Wednesday, March 4, 2009

Comic Book Nerds: The Last Acceptable Prejudice

Anthony Lane has seen the Watchmen movie and has nothing but sneers for it in The New Yorker (massive spoilers).

He starts by working in towards Alan Moore, mentioning that two of his other projects have been made into movies, The League of Extraordinary Gentlemen and V for Vendetta, of which Lane has this to say:

Both of these have been turned into motion pictures; the first was merely an egregious waste of money, time, and talent, whereas the second was not quite as enjoyable as tripping over barbed wire and falling nose first into a nettle patch.


I'm sorry Lane finds the concept of the 19th-century adventure heroes teaming up so dull, and the struggles of a near-future Guy Fawkes so painful.

It quickly becomes clear that Lane has not actually read Watchmen in its original form.

There is Dan (Patrick Wilson), better known as Nite Owl, who keeps his old superhero outfit, rubbery and sharp-eared, locked away in his basement, presumably for fear of being sued for plagiarism by Bruce Wayne.


Or, you know, being prosecuted for violating the 1977 law banning costumed vigilantism. This is a basic bit of world-building. Was Lane asleep, or was this bit not mentioned in the film?

And he has this to say about Dr. Manhattan:

Whether his fellow-Watchmen have true superpowers, as opposed to a pathological bent for fisticuffs, I never quite worked out, but this guy is the real deal.


Nope, they're all Batman-level street brawlers. Dr. Manhattan is H.G. Wells' "one impossible assumption" in this story.
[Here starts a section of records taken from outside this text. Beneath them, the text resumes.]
pub mod api;
pub mod config;
pub mod error;
pub mod health;
pub mod leaderboard;
pub mod session_loop;
pub mod sse;
pub mod state;
pub mod ws;

use std::time::Duration;

use axum::Router;
use axum::http::Method;
use axum::routing::get;
use tower_http::cors::{Any, CorsLayer};
use tower_http::services::ServeDir;
use tower_http::timeout::TimeoutLayer;

use config::ServerConfig;
use state::AppState;

/// Build the Axum router and application state from a config.
pub fn build_app(config: ServerConfig) -> (Router<()>, AppState) {
    let state = AppState::new(config);
    (build_router(state.clone()), state)
}

/// Build the router around existing state (tests inject their own store).
pub fn build_router(state: AppState) -> Router<()> {
    let web_root = state.config.web_root.clone();
    let timeout = Duration::from_secs(state.config.limits.request_timeout_secs);

    // Request timeout only applies to plain HTTP; streams are excluded
    let api_routes = Router::new()
        .route(
            "/leaderboard",
            get(api::get_leaderboard).post(api::submit_score),
        )
        .layer(TimeoutLayer::new(timeout))
        .route("/leaderboard/stream", get(sse::leaderboard_stream));

    let cors = CorsLayer::new()
        .allow_origin(Any)
        .allow_methods([Method::GET, Method::POST])
        .allow_headers(Any);

    Router::new()
        .route("/ws", get(ws::ws_handler))
        .route("/health", get(health::health_check))
        .route("/ready", get(health::readiness_check))
        .nest("/api/v1", api_routes)
        .fallback_service(ServeDir::new(&web_root))
        .layer(cors)
        .with_state(state)
}
#[cfg(test)]
mod tests {
    use super::*;
    use flyswat_core::net::protocol::decode_server_message;
    use flyswat_core::session::{SessionPhase, SessionSnapshot};
    use flyswat_core::test_helpers::short_session_config;

    fn decode(msg: SessionBroadcast) -> Option<ServerMessage> {
        match msg {
            SessionBroadcast::EncodedMessage(data) => {
                Some(decode_server_message(&data).expect("should decode"))
            },
            _ => None,
        }
    }

    async fn next_snapshot(rx: &mut mpsc::UnboundedReceiver<SessionBroadcast>) -> SessionSnapshot {
        loop {
            let msg = rx.recv().await.expect("channel open");
            if let Some(ServerMessage::Session(snapshot)) = decode(msg) {
                return snapshot;
            }
        }
    }

    /// Drain until the encoded `SessionEnd`, returning its score and the
    /// `Ended` result that must precede it.
    async fn run_to_end(rx: &mut mpsc::UnboundedReceiver<SessionBroadcast>) -> (u32, SessionResult) {
        let mut ended = None;
        loop {
            match rx.recv().await.expect("channel open") {
                SessionBroadcast::Ended(result) => ended = Some(result),
                SessionBroadcast::Closed => panic!("closed before end"),
                msg => {
                    if let Some(ServerMessage::SessionEnd(m)) = decode(msg) {
                        return (m.final_score, ended.expect("Ended before SessionEnd"));
                    }
                },
            }
        }
    }

    #[tokio::test(start_paused = true)]
    async fn initial_snapshot_is_idle() {
        let SessionHandle {
            cmd_tx,
            mut broadcast_rx,
            handle,
        } = spawn_session(short_session_config(3), Some(1));

        let snapshot = next_snapshot(&mut broadcast_rx).await;
        assert_eq!(snapshot.phase, SessionPhase::Idle);
        assert_eq!(snapshot.countdown, 3);
        assert!(snapshot.targets.is_empty());

        let _ = cmd_tx.send(SessionCommand::Stop);
        let _ = handle.await;
    }

    #[tokio::test(start_paused = true)]
    async fn idle_session_never_spawns() {
        let SessionHandle {
            cmd_tx,
            mut broadcast_rx,
            handle,
        } = spawn_session(short_session_config(3), Some(1));
        let _ = next_snapshot(&mut broadcast_rx).await;

        tokio::time::advance(Duration::from_secs(10)).await;
        assert!(broadcast_rx.try_recv().is_err());

        let _ = cmd_tx.send(SessionCommand::Stop);
        let _ = handle.await;
    }

    #[tokio::test(start_paused = true)]
    async fn run_ends_after_duration_with_empty_field() {
        let SessionHandle {
            cmd_tx,
            mut broadcast_rx,
            handle,
        } = spawn_session(short_session_config(3), Some(7));
        let _ = next_snapshot(&mut broadcast_rx).await;

        let started = Instant::now();
        cmd_tx.send(SessionCommand::Start).unwrap();
        let (end_score, result) = run_to_end(&mut broadcast_rx).await;
        assert_eq!(end_score, 0);
        assert_eq!(result.final_score, 0);
        let elapsed = started.elapsed();
        assert!(elapsed >= Duration::from_secs(3) && elapsed < Duration::from_secs(4));

        cmd_tx.send(SessionCommand::Snapshot).unwrap();
        let snapshot = next_snapshot(&mut broadcast_rx).await;
        assert_eq!(snapshot.phase, SessionPhase::Ended);
        assert_eq!(snapshot.countdown, 0);
        assert!(snapshot.targets.is_empty());

        // Timers are gone: nothing further arrives
        tokio::time::advance(Duration::from_secs(5)).await;
        assert!(broadcast_rx.try_recv().is_err());

        let _ = cmd_tx.send(SessionCommand::Stop);
        let _ = handle.await;
    }

    #[tokio::test(start_paused = true)]
    async fn swats_count_toward_final_score() {
        let SessionHandle {
            cmd_tx,
            mut broadcast_rx,
            handle,
        } = spawn_session(short_session_config(5), Some(42));
        let _ = next_snapshot(&mut broadcast_rx).await;
        cmd_tx.send(SessionCommand::Start).unwrap();

        let mut swatted = std::collections::HashSet::new();
        let (end_score, result) = loop {
            match broadcast_rx.recv().await.expect("channel open") {
                SessionBroadcast::Ended(result) => break (swatted.len(), result),
                msg => {
                    if let Some(ServerMessage::Session(snapshot)) = decode(msg)
                        && snapshot.phase == SessionPhase::Running
                        && swatted.len() < 3
                        && let Some(target) =
                            snapshot.targets.iter().find(|t| !swatted.contains(&t.id))
                    {
                        cmd_tx
                            .send(SessionCommand::Swat {
                                target_id: target.id,
                            })
                            .unwrap();
                        // Same id twice must only count once
                        cmd_tx
                            .send(SessionCommand::Swat {
                                target_id: target.id,
                            })
                            .unwrap();
                        swatted.insert(target.id);
                    }
                },
            }
        };
        assert_eq!(end_score, 3);
        assert_eq!(result.final_score, 3);

        let _ = cmd_tx.send(SessionCommand::Stop);
        let _ = handle.await;
    }

    #[tokio::test(start_paused = true)]
    async fn live_targets_never_exceed_cap() {
        let config = SessionConfig {
            duration_secs: 10,
            spawn_cap: 4,
            ..SessionConfig::default()
        };
        let SessionHandle {
            cmd_tx,
            mut broadcast_rx,
            handle,
        } = spawn_session(config, Some(3));
        let _ = next_snapshot(&mut broadcast_rx).await;
        cmd_tx.send(SessionCommand::Start).unwrap();

        let mut max_live = 0;
        loop {
            match broadcast_rx.recv().await.expect("channel open") {
                SessionBroadcast::Ended(_) => break,
                msg => {
                    if let Some(ServerMessage::Session(snapshot)) = decode(msg) {
                        max_live = max_live.max(snapshot.targets.len());
                    }
                },
            }
        }
        assert_eq!(max_live, 4);

        let _ = cmd_tx.send(SessionCommand::Stop);
        let _ = handle.await;
    }

    #[tokio::test(start_paused = true)]
    async fn replay_returns_to_idle() {
        let SessionHandle {
            cmd_tx,
            mut broadcast_rx,
            handle,
        } = spawn_session(short_session_config(1), Some(9));
        let _ = next_snapshot(&mut broadcast_rx).await;
        cmd_tx.send(SessionCommand::Start).unwrap();
        let _ = run_to_end(&mut broadcast_rx).await;

        cmd_tx.send(SessionCommand::Replay).unwrap();
        let snapshot = next_snapshot(&mut broadcast_rx).await;
        assert_eq!(snapshot.phase, SessionPhase::Idle);
        assert_eq!(snapshot.score, 0);
        assert_eq!(snapshot.countdown, 1);

        let _ = cmd_tx.send(SessionCommand::Stop);
        let _ = handle.await;
    }

    #[tokio::test(start_paused = true)]
    async fn stop_mid_run_closes_without_end() {
        let SessionHandle {
            cmd_tx,
            mut broadcast_rx,
            handle,
        } = spawn_session(short_session_config(30), Some(5));
        let _ = next_snapshot(&mut broadcast_rx).await;
        cmd_tx.send(SessionCommand::Start).unwrap();
        tokio::time::advance(Duration::from_secs(2)).await;
        cmd_tx.send(SessionCommand::Stop).unwrap();

        let mut saw_ended = false;
        loop {
            match broadcast_rx.recv().await {
                Some(SessionBroadcast::Closed) | None => break,
                Some(SessionBroadcast::Ended(_)) => saw_ended = true,
                Some(_) => {},
            }
        }
        assert!(!saw_ended);
        let _ = handle.await;
    }

    #[tokio::test(start_paused = true)]
    async fn dropped_sender_stops_task() {
        let SessionHandle {
            cmd_tx,
            mut broadcast_rx,
            handle,
        } = spawn_session(short_session_config(30), None);
        cmd_tx.send(SessionCommand::Start).unwrap();
        drop(cmd_tx);
        handle.await.unwrap();

        let mut last = None;
        while let Some(msg) = broadcast_rx.recv().await {
            last = Some(msg);
        }
        assert!(matches!(last, Some(SessionBroadcast::Closed)));
    }

    #[tokio::test(start_paused = true)]
    async fn restart_while_running_resets_countdown() {
        let SessionHandle {
            cmd_tx,
            mut broadcast_rx,
            handle,
        } = spawn_session(short_session_config(5), Some(2));
        let _ = next_snapshot(&mut broadcast_rx).await;
        cmd_tx.send(SessionCommand::Start).unwrap();
        // Wait until the first run has ticked at least once
        while next_snapshot(&mut broadcast_rx).await.countdown == 5 {}

        cmd_tx.send(SessionCommand::Start).unwrap();
        let snapshot = loop {
            let snapshot = next_snapshot(&mut broadcast_rx).await;
            if snapshot.countdown == 5 {
                break snapshot;
            }
        };
        assert_eq!(snapshot.phase, SessionPhase::Running);
        assert_eq!(snapshot.countdown, 5);
        assert_eq!(snapshot.score, 0);

        let _ = cmd_tx.send(SessionCommand::Stop);
        let _ = handle.await;
    }
}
He also doesn't care much for the choice of opening theme:

But must we have “The Times They Are A-Changin’ ” in the background? How long did it take the producers to arrive at that imaginative choice? And was Dylan happy to lend his name to a project from which all tenderness has been excised, and which prefers to paint mankind as a bevy of brutes?
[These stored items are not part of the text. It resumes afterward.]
use std::sync::Arc;
use std::sync::atomic::Ordering;

use axum::extract::ws::{Message, WebSocket};
use axum::extract::{State, WebSocketUpgrade};
use axum::http::StatusCode;
use axum::response::{IntoResponse, Response};
use bytes::Bytes;
use futures::{SinkExt, StreamExt};
use tokio::sync::{broadcast, mpsc};
use uuid::Uuid;

use flyswat_core::net::messages::{
    ClientMessage, LeaderboardMsg, ServerMessage, SubmitResultMsg,
};
use flyswat_core::net::protocol::{
    MAX_MESSAGE_SIZE, PROTOCOL_VERSION, decode_client_message, decode_message_type,
    encode_server_message,
};
use flyswat_core::session::SessionResult;

use crate::leaderboard::LeaderboardUpdate;
use crate::session_loop::{SessionBroadcast, SessionCommand, SessionHandle, spawn_session};
use crate::state::{AppState, ConnectionGuard};

/// Outbound frames buffered per connection before the writer applies
/// backpressure.
const OUTBOUND_BUFFER: usize = 256;

pub async fn ws_handler(
    State(state): State<AppState>,
    ws: WebSocketUpgrade,
) -> Result<Response, StatusCode> {
    let max_ws = state.config.limits.max_ws_connections;
    let current = state.ws_connection_count.load(Ordering::Relaxed);
    if current >= max_ws {
        tracing::warn!(current, max = max_ws, "WS connection limit reached");
        return Err(StatusCode::SERVICE_UNAVAILABLE);
    }

    Ok(ws
        .max_message_size(MAX_MESSAGE_SIZE)
        .on_upgrade(move |socket| handle_socket(socket, state))
        .into_response())
}

/// Per-connection state: the session actor plus the last unsubmitted result.
struct Connection {
    session_id: Uuid,
    cmd_tx: mpsc::UnboundedSender<SessionCommand>,
    out_tx: mpsc::Sender<Bytes>,
    pending_result: Option<SessionResult>,
}

async fn handle_socket(socket: WebSocket, state: AppState) {
    let _guard = ConnectionGuard::new(Arc::clone(&state.ws_connection_count));
    let session_id = Uuid::new_v4();
    let (ws_sender, mut ws_receiver) = socket.split();

    let (out_tx, out_rx) = mpsc::channel::<Bytes>(OUTBOUND_BUFFER);
    spawn_writer(ws_sender, out_rx);

    let SessionHandle {
        cmd_tx,
        mut broadcast_rx,
        handle,
    } = spawn_session(state.config.session.clone(), None);
    let mut board_rx = Some(state.leaderboard.subscribe());

    tracing::info!(%session_id, "Player connected");

    let mut conn = Connection {
        session_id,
        cmd_tx,
        out_tx,
        pending_result: None,
    };

    // Current board so the client can render it before the first run
    let entries = state.leaderboard.query().await;
    conn.send(&ServerMessage::Leaderboard(LeaderboardMsg { entries }))
        .await;

    let mut rate_limiter = RateLimiter::per_second(state.config.limits.ws_rate_limit_per_sec);

    loop {
        tokio::select! {
            incoming = ws_receiver.next() => {
                let data = match incoming {
                    Some(Ok(Message::Binary(d))) => d,
                    Some(Ok(Message::Close(_))) | Some(Err(_)) | None => break,
                    Some(Ok(_)) => continue,
                };

                if !rate_limiter.allow() {
                    tracing::warn!(%session_id, "Dropped frame over rate limit");
                    continue;
                }

                if !conn.handle_frame(&data, &state).await {
                    break;
                }
            }
            out = broadcast_rx.recv() => {
                match out {
                    Some(SessionBroadcast::EncodedMessage(data)) => {
                        if conn.out_tx.send(data).await.is_err() {
                            break;
                        }
                    },
                    Some(SessionBroadcast::Ended(result)) => {
                        conn.pending_result = Some(result);
                    },
                    Some(SessionBroadcast::Closed) | None => break,
                }
            }
            update = next_update(board_rx.as_mut()) => {
                match update {
                    Ok(LeaderboardUpdate { entries }) => {
                        conn.send(&ServerMessage::Leaderboard(LeaderboardMsg { entries }))
                            .await;
                    },
                    Err(broadcast::error::RecvError::Lagged(n)) => {
                        tracing::debug!(%session_id, skipped = n, "Leaderboard updates lagged");
                    },
                    Err(broadcast::error::RecvError::Closed) => {
                        // Keep serving the session without live board pushes
                        board_rx = None;
                    },
                }
            }
        }
    }

    let _ = conn.cmd_tx.send(SessionCommand::Stop);
    let _ = handle.await;
    tracing::info!(%session_id, "Player disconnected");
}

async fn next_update(
    rx: Option<&mut broadcast::Receiver<LeaderboardUpdate>>,
) -> Result<LeaderboardUpdate, broadcast::error::RecvError> {
    match rx {
        Some(rx) => rx.recv().await,
        None => std::future::pending().await,
    }
}

impl Connection {
    async fn send(&self, msg: &ServerMessage) {
        match encode_server_message(msg) {
            Ok(data) => {
                let _ = self.out_tx.send(Bytes::from(data)).await;
            },
            Err(e) => {
                tracing::error!(session_id = %self.session_id, error = %e, "Failed to encode message");
            },
        }
    }

    /// Handle one client frame. Returns `false` when the connection should
    /// be closed.
    async fn handle_frame(&mut self, data: &[u8], state: &AppState) -> bool {
        let session_id = self.session_id;

        // Drop oversized messages
        if data.is_empty() || data.len() > MAX_MESSAGE_SIZE {
            return true;
        }

        let msg_type = match decode_message_type(data) {
            Ok(t) => t,
            Err(e) => {
                tracing::debug!(%session_id, error = %e, "Dropped unknown frame");
                return true;
            },
        };

        // Server-authoritative: clients never send snapshots or results
        if msg_type.is_server_only() {
            tracing::warn!(%session_id, ?msg_type, "Rejected server-only message from client");
            return true;
        }

        let msg = match decode_client_message(data) {
            Ok(m) => m,
            Err(e) => {
                tracing::debug!(%session_id, error = %e, "Dropped malformed frame");
                return true;
            },
        };

        let cmd = match msg {
            ClientMessage::StartSession(start) => {
                if start.protocol_version != 0 && start.protocol_version != PROTOCOL_VERSION {
                    tracing::warn!(
                        %session_id,
                        client = start.protocol_version,
                        server = PROTOCOL_VERSION,
                        "Protocol version mismatch"
                    );
                    return false;
                }
                self.pending_result = None;
                SessionCommand::Start
            },
            ClientMessage::Swat(swat) => SessionCommand::Swat {
                target_id: swat.target_id,
            },
            ClientMessage::Miss(miss) => SessionCommand::Miss {
                x: miss.x,
                y: miss.y,
            },
            ClientMessage::Replay(_) => {
                // Skipping the submission forfeits it
                self.pending_result = None;
                SessionCommand::Replay
            },
            ClientMessage::SubmitScore(submit) => {
                self.submit(&submit.name, state).await;
                return true;
            },
        };

        self.cmd_tx.send(cmd).is_ok()
    }

    async fn submit(&mut self, name: &str, state: &AppState) {
        let Some(result) = self.pending_result else {
            self.send(&ServerMessage::SubmitResult(SubmitResultMsg {
                success: false,
                error: Some("no_result".to_string()),
                entry_id: None,
                rank: None,
            }))
            .await;
            return;
        };

        let reply = match state
            .leaderboard
            .submit_score(name, result.final_score)
            .await
        {
            Ok(ack) => {
                self.pending_result = None;
                tracing::info!(
                    session_id = %self.session_id,
                    entry_id = ack.id,
                    score = result.final_score,
                    "Session score submitted"
                );
                SubmitResultMsg {
                    success: true,
                    error: None,
                    entry_id: Some(ack.id),
                    rank: ack.rank,
                }
            },
            Err(e) => SubmitResultMsg {
                success: false,
                error: Some(e.tag().to_string()),
                entry_id: None,
                rank: None,
            },
        };
        self.send(&ServerMessage::SubmitResult(reply)).await;
    }
}

fn spawn_writer(
    mut ws_sender: futures::stream::SplitSink<WebSocket, Message>,
    mut rx: mpsc::Receiver<Bytes>,
) {
    tokio::spawn(async move {
        while let Some(data) = rx.recv().await {
            if ws_sender.send(Message::Binary(data)).await.is_err() {
                break;
            }
        }
        let _ = ws_sender.close().await;
    });
}

/// Token bucket over inbound frames, so a client spamming swats or misses
/// cannot flood its session actor. Frames over budget are dropped, not
/// queued.
struct RateLimiter {
    tokens: f64,
    last_refill: tokio::time::Instant,
    burst: f64,
    per_sec: f64,
}

impl RateLimiter {
    fn new(burst: f64, per_sec: f64) -> Self {
        Self {
            tokens: burst,
            last_refill: tokio::time::Instant::now(),
            burst,
            per_sec,
        }
    }

    /// Allow `ws_rate_limit_per_sec` frames per second with a one-second
    /// burst.
    fn per_second(rate: f64) -> Self {
        Self::new(rate, rate)
    }

    /// Takes a token for one frame; `false` means drop it.
    fn allow(&mut self) -> bool {
        let now = tokio::time::Instant::now();
        let elapsed = now.duration_since(self.last_refill).as_secs_f64();
        self.tokens = (self.tokens + elapsed * self.per_sec).min(self.burst);
        self.last_refill = now;

        if self.tokens >= 1.0 {
            self.tokens -= 1.0;
            true
        } else {
            false
        }
    }
}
One might think that Bob Dylan knows quite well what sort of brutes mankind bevies of. And apparently Mr. Lane does not get that this is a story about loneliness and disconnection.

But it's by the end of the column that I think Lane is in danger of twisting his upper lip right off:

“Watchmen,” like “V for Vendetta,” harbors ambitions of political satire, and, to be fair, it should meet the needs of any leering nineteen-year-old


Yeah, go jump in a lake.

who believes that America is ruled by the military-industrial complex,


Yeah, I guess having the lion's share of the federal budget, one that gets expanded every year like clockwork, outspends all the other military budgets on this planet put together, still can't get the Osprey to work and yet never faces any sort of real criticism or budget cuts isn't really the master of this country. We're really ruled by the banksters and the people who make over $250,000 who are trying to dump their extra income to keep it out of the hands of Obama.
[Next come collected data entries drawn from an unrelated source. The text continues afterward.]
//! Leaderboard entry types and the ranking rules shared by every store.

use std::cmp::Ordering;
use std::collections::HashSet;

use serde::{Deserialize, Serialize};
use thiserror::Error;

/// Store-assigned identity of an entry. Monotonically increasing, so it is
/// also the final tie-break between equal scores submitted in the same
/// millisecond.
pub type EntryId = u64;

/// Longest accepted display name, in characters.
pub const MAX_NAME_CHARS: usize = 15;

/// Number of entries the leaderboard keeps.
pub const DEFAULT_LEADERBOARD_SIZE: usize = 10;
/// Largest board that still fits one `Leaderboard` frame with every name at
/// `MAX_NAME_CHARS` four-byte characters.
pub const MAX_LEADERBOARD_SIZE: usize = 50;

/// A stored leaderboard row. Never updated in place.
#[derive(Debug, Clone, PartialEq, Eq, Serialize, Deserialize)]
pub struct LeaderboardEntry {
    pub id: EntryId,
    pub name: String,
    pub score: u32,
    pub created_at_ms: u64,
}

/// A validated submission waiting for the store to assign an id.
#[derive(Debug, Clone, PartialEq, Eq)]
pub struct NewEntry {
    pub name: String,
    pub score: u32,
    pub created_at_ms: u64,
}

impl NewEntry {
    pub fn into_entry(self, id: EntryId) -> LeaderboardEntry {
        LeaderboardEntry {
            id,
            name: self.name,
            score: self.score,
            created_at_ms: self.created_at_ms,
        }
    }
}

/// Public row shape returned by leaderboard queries.
#[derive(Debug, Clone, PartialEq, Eq, Serialize, Deserialize)]
pub struct RankedEntry {
    pub id: EntryId,
    pub name: String,
    pub score: u32,
}

impl From<&LeaderboardEntry> for RankedEntry {
    fn from(e: &LeaderboardEntry) -> Self {
        Self {
            id: e.id,
            name: e.name.clone(),
            score: e.score,
        }
    }
}

#[derive(Debug, Clone, Error, PartialEq, Eq)]
pub enum ValidationError {
    #[error("name is empty")]
    EmptyName,
    #[error("name exceeds {} characters", MAX_NAME_CHARS)]
    NameTooLong,
    #[error("name contains control characters")]
    NameControlChars,
    #[error("score is not an integer")]
    ScoreNotNumeric,
    #[error("score is negative")]
    NegativeScore,
    #[error("score is out of range")]
    ScoreOutOfRange,
}

/// Total ranking order: score descending, then earlier submission first,
/// then lower id first.
pub fn rank_cmp(a: &LeaderboardEntry, b: &LeaderboardEntry) -> Ordering {
    b.score
        .cmp(&a.score)
        .then(a.created_at_ms.cmp(&b.created_at_ms))
        .then(a.id.cmp(&b.id))
}

/// Sort entries into ranking order in place.
pub fn sort_ranked(entries: &mut [LeaderboardEntry]) {
    entries.sort_by(rank_cmp);
}

/// Ids of the top `n` entries under [`rank_cmp`].
pub fn top_n_ids<'a, I>(entries: I, n: usize) -> HashSet<EntryId>
where
    I: IntoIterator<Item = &'a LeaderboardEntry>,
{
    let mut refs: Vec<&LeaderboardEntry> = entries.into_iter().collect();
    refs.sort_by(|a, b| rank_cmp(a, b));
    refs.into_iter().take(n).map(|e| e.id).collect()
}

/// Trim and check a display name.
pub fn validate_name(raw: &str) -> Result<String, ValidationError> {
    let name = raw.trim();
    if name.is_empty() {
        return Err(ValidationError::EmptyName);
    }
    if name.chars().count() > MAX_NAME_CHARS {
        return Err(ValidationError::NameTooLong);
    }
    if name.chars().any(char::is_control) {
        return Err(ValidationError::NameControlChars);
    }
    Ok(name.to_string())
}

/// Parse a submitted score. Accepts a JSON integer or a string holding a
/// base-10 integer, as sent by a plain HTML form.
pub fn parse_score(value: &serde_json::Value) -> Result<u32, ValidationError> {
    let n: i64 = match value {
        serde_json::Value::Number(n) => {
            if let Some(i) = n.as_i64() {
                i
            } else if n.as_u64().is_some() {
                return Err(ValidationError::ScoreOutOfRange);
            } else {
                return Err(ValidationError::ScoreNotNumeric);
            }
        },
        serde_json::Value::String(s) => s
            .trim()
            .parse::<i64>()
            .map_err(|_| ValidationError::ScoreNotNumeric)?,
        _ => return Err(ValidationError::ScoreNotNumeric),
    };
    if n < 0 {
        return Err(ValidationError::NegativeScore);
    }
    u32::try_from(n).map_err(|_| ValidationError::ScoreOutOfRange)
}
and whose deepest fear—deeper even than that of meeting a woman who requests intelligent conversation


A quality I've noted lacking in this column, actually. Perhaps I've overlooked it. Is it buried under all the smug and sneering disdain for nerds? I should give him credit -- he doesn't try to politely suggest that pimple cream would be a thoughtful gift to the average fan of Watchmen.

—is that the Warren Commission may have been right all along.


No, the Comedian didn't kill Kennedy. He was in Dallas, but he was keeping an eye on Nixon. Why was Nixon in Dallas? Alan Moore never makes that clear.

I think there is a large reason why movies made from comic books are not going to appeal to movie critics. They don't know the background that the movies have to accommodate in some portion to appease the fan base. I remember X-Men opened with a scene in a concentration camp, with people being burnt up in furnaces and everything, and some movie critic didn't understand that the Holocaust is an integral part of the background of the villain of that movie. Similarly, Mr. Lane does not seem to grasp how the heroes of Watchmen tie into the plot; for instance, he does not seem to understand how Nixon, in the movie, managed to finagle his way into a "third term," which, given the story is set in 1985, is more like his fifth.

Perhaps Mr. Lane believes his column is humorous. I think it betrays certain prejudices. He seems to think everyone who reads comic books is like the Comic Book Guy off the Simpsons: pedantic, small-minded, and obsessed.